For the application of well-dispersed nickel (oxide) nanoparticles inside the mesopores use has been made of the favourable properties of an aqueous solution containing a chelated nickel precursor, viz. nickel citrate. During drying after incipient wetness impregnation the viscosity of such a solution increases tremendously, thus immobilising the nickel precursor inside the mesopores. Immobilisation is further brought about by hydrogen bonding interactions between the nickel citrate precursor complexes and the pore walls of the all-silica MCM-41 support material. Upon calcination the precursor complexes decompose and nickel oxide nanoparticles are formed, which are well-dispersed and situated exclusively inside the mesopores of the support. Reduction yields metallic nickel nanoparticles. During all the catalyst preparation processes the unique structure of the support material is well-retained.

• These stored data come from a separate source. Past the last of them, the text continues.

//! Tool configuration for the `narrec` binary.
//!
//! Settings come from four layers, highest priority first:
//!
//! 1. command-line flags
//! 2. environment (`NARREC_SCHEMA_DIR`, `NARREC_LOG`, optionally from `.env`)
//! 3. the `narrec.yaml` config file
//! 4. built-in defaults
//!
//! ```yaml
//! schema_dirs:
//!   - schemas/extra
//! builtin: true
//! log_filter: narrec=debug
//! ```

use serde::{Deserialize, Serialize};
use std::path::{Path, PathBuf};

/// Config file looked up in the working directory when `--config` is not given.
pub const DEFAULT_CONFIG_FILE: &str = "narrec.yaml";

/// Extra schema directories, separated like `PATH`.
pub const ENV_SCHEMA_DIR: &str = "NARREC_SCHEMA_DIR";

/// Log filter directive.
pub const ENV_LOG: &str = "NARREC_LOG";

pub const DEFAULT_LOG_FILTER: &str = "info";

#[derive(Debug)]
pub enum ConfigError {
    Io { path: PathBuf, error: std::io::Error },
    Parse { path: PathBuf, error: serde_yaml::Error },
}

impl std::fmt::Display for ConfigError {
    fn fmt(&self, f: &mut std::fmt::Formatter<'_>) -> std::fmt::Result {
        match self {
            ConfigError::Io { path, error } => {
                write!(f, "Failed to read {}: {}", path.display(), error)
            }
            ConfigError::Parse { path, error } => {
                write!(f, "Failed to parse {}: {}", path.display(), error)
            }
        }
    }
}

impl std::error::Error for ConfigError {}

/// Contents of `narrec.yaml`. Every key is optional.
#[derive(Debug, Clone, Default, Deserialize, Serialize)]
#[serde(deny_unknown_fields)]
pub struct ConfigFile {
    #[serde(default)]
    pub schema_dirs: Vec<PathBuf>,
    #[serde(default)]
    pub builtin: Option<bool>,
    #[serde(default)]
    pub log_filter: Option<String>,
}

impl ConfigFile {
    /// Load a config file. Relative schema directories are resolved against
    /// the file's own directory.
    pub fn from_file<P: AsRef<Path>>(path: P) -> Result<Self, ConfigError> {
        let path = path.as_ref();
        let contents = std::fs::read_to_string(path).map_err(|error| ConfigError::Io {
            path: path.to_path_buf(),
            error,
        })?;
        let mut config: ConfigFile = if contents.trim().is_empty() {
            ConfigFile::default()
        } else {
            serde_yaml::from_str(&contents).map_err(|error| ConfigError::Parse {
                path: path.to_path_buf(),
                error,
            })?
        };

        if let Some(base) = path.parent() {
            for dir in &mut config.schema_dirs {
                if dir.is_relative() {
                    *dir = base.join(&*dir);
                }
            }
        }
        Ok(config)
    }

    /// Load the explicit config file, or `narrec.yaml` from the working
    /// directory if it exists.
    pub fn discover(explicit: Option<&Path>) -> Result<Option<Self>, ConfigError> {
        match explicit {
            Some(path) => Self::from_file(path).map(Some),
            None => {
                let default = Path::new(DEFAULT_CONFIG_FILE);
                if default.is_file() {
                    Self::from_file(default).map(Some)
                } else {
                    Ok(None)
                }
            }
        }
    }
}

/// Values read from the environment.
#[derive(Debug, Clone, Default)]
pub struct EnvOverrides {
    pub schema_dirs: Option<Vec<PathBuf>>,
    pub log_filter: Option<String>,
}

impl EnvOverrides {
    /// Read `NARREC_*` variables from the process environment, loading `.env`
    /// first if present.
    pub fn from_env() -> Self {
        dotenv::dotenv().ok();
        Self::from_lookup(|key| std::env::var(key).ok())
    }

    /// Read overrides through an arbitrary lookup. Empty values count as unset.
    pub fn from_lookup<F>(lookup: F) -> Self
    where
        F: Fn(&str) -> Option<String>,
    {
        let non_empty = |key: &str| lookup(key).filter(|v| !v.trim().is_empty());

        Self {
            schema_dirs: non_empty(ENV_SCHEMA_DIR)
                .map(|value| std::env::split_paths(&value).collect()),
            log_filter: non_empty(ENV_LOG),
        }
    }
}

/// Values given on the command line.
#[derive(Debug, Clone, Default)]
pub struct CliOverrides {
    pub schema_dirs: Vec<PathBuf>,
    pub no_builtin: bool,
}

/// Effective settings after merging every layer.
#[derive(Debug, Clone, PartialEq)]
pub struct NarrecConfig {
    /// Directories of schema documents loaded on top of the built-in catalog
    pub schema_dirs: Vec<PathBuf>,
    /// Whether the built-in NarrativeService catalog is loaded
    pub builtin: bool,
    /// `tracing-subscriber` filter directive
    pub log_filter: String,
}

impl Default for NarrecConfig {
    fn default() -> Self {
        Self {
            schema_dirs: Vec::new(),
            builtin: true,
            log_filter: DEFAULT_LOG_FILTER.to_string(),
        }
    }
}

impl NarrecConfig {
    /// Merge the layers with precedence CLI > ENV > file > default.
    pub fn resolve(cli: CliOverrides, env: EnvOverrides, file: Option<ConfigFile>) -> Self {
        let file = file.unwrap_or_default();
        let defaults = NarrecConfig::default();

        let schema_dirs = if !cli.schema_dirs.is_empty() {
            cli.schema_dirs
        } else if let Some(dirs) = env.schema_dirs {
            dirs
        } else if !file.schema_dirs.is_empty() {
            file.schema_dirs
        } else {
            defaults.schema_dirs
        };

        let builtin = if cli.no_builtin {
            false
        } else {
            file.builtin.unwrap_or(defaults.builtin)
        };

        let log_filter = env
            .log_filter
            .or(file.log_filter)
            .unwrap_or(defaults.log_filter);

        Self {
            schema_dirs,
            builtin,
            log_filter,
        }
    }

    /// Resolve from the real environment and config file.
    pub fn load(cli: CliOverrides, config_path: Option<&Path>) -> Result<Self, ConfigError> {
        let env = EnvOverrides::from_env();
        let file = ConfigFile::discover(config_path)?;
        Ok(Self::resolve(cli, env, file))
    }
}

Two new methods have been developed for the application of molybdenum oxide inside the mesopores of MCM-41. Both methods rely on incipient wetness impregnation of all-silica MCM-41 with a suitable (aqueous) molybdenum precursor solution. The first molybdenum precursor used consists of trivalent molybdenum chloride complexes, which have been obtained by electrochemical reduction. The other precursor is obtained by (slowly) adding ammonium heptamolybdate (AHM) to a 1 : 1 solution of hydrochloric acid and water, yielding MoO2Cl2-complexes. Catalyst preparation results, after drying and calcination, in MoO3/MCM-41 catalysts exhibiting unprecedented high loadings ánd dispersions of MoO3. Moreover, the favourable support properties are completely retained when one of these two precursors is used. Strikingly different results are obtained when a common catalyst preparation procedure is followed, using an aqueous solution of AHM: in that case the support structure is completely destroyed.
MCM-41 supported and reference molybdenum oxide catalysts have been tested in the catalytic oxidation of ethane. A much higher activity was obtained for MoO3 catalysts supported by MCM-41, compared to Aerosil-200 supported and bulk molybdenum oxide catalysts, thus corroborating the very high dispersion of MoO3 inside the mesopores of the MCM-41 support. A kinetic characterisation indicated that catalysis takes place via a so-called pseudo-redox mechanism and that (internal) diffusion limitations do not occur with the MCM-41 supported catalysts. Moreover, catalyst preparation with MoO2Cl2 as a precursor yielded more active catalysts than preparation with a trivalent precursor when MCM-41 was the support material. With Aerosil-200 an MoO2Cl2-precursor yields relatively large MoO3 platelets of a low dispersion, situated next to the support.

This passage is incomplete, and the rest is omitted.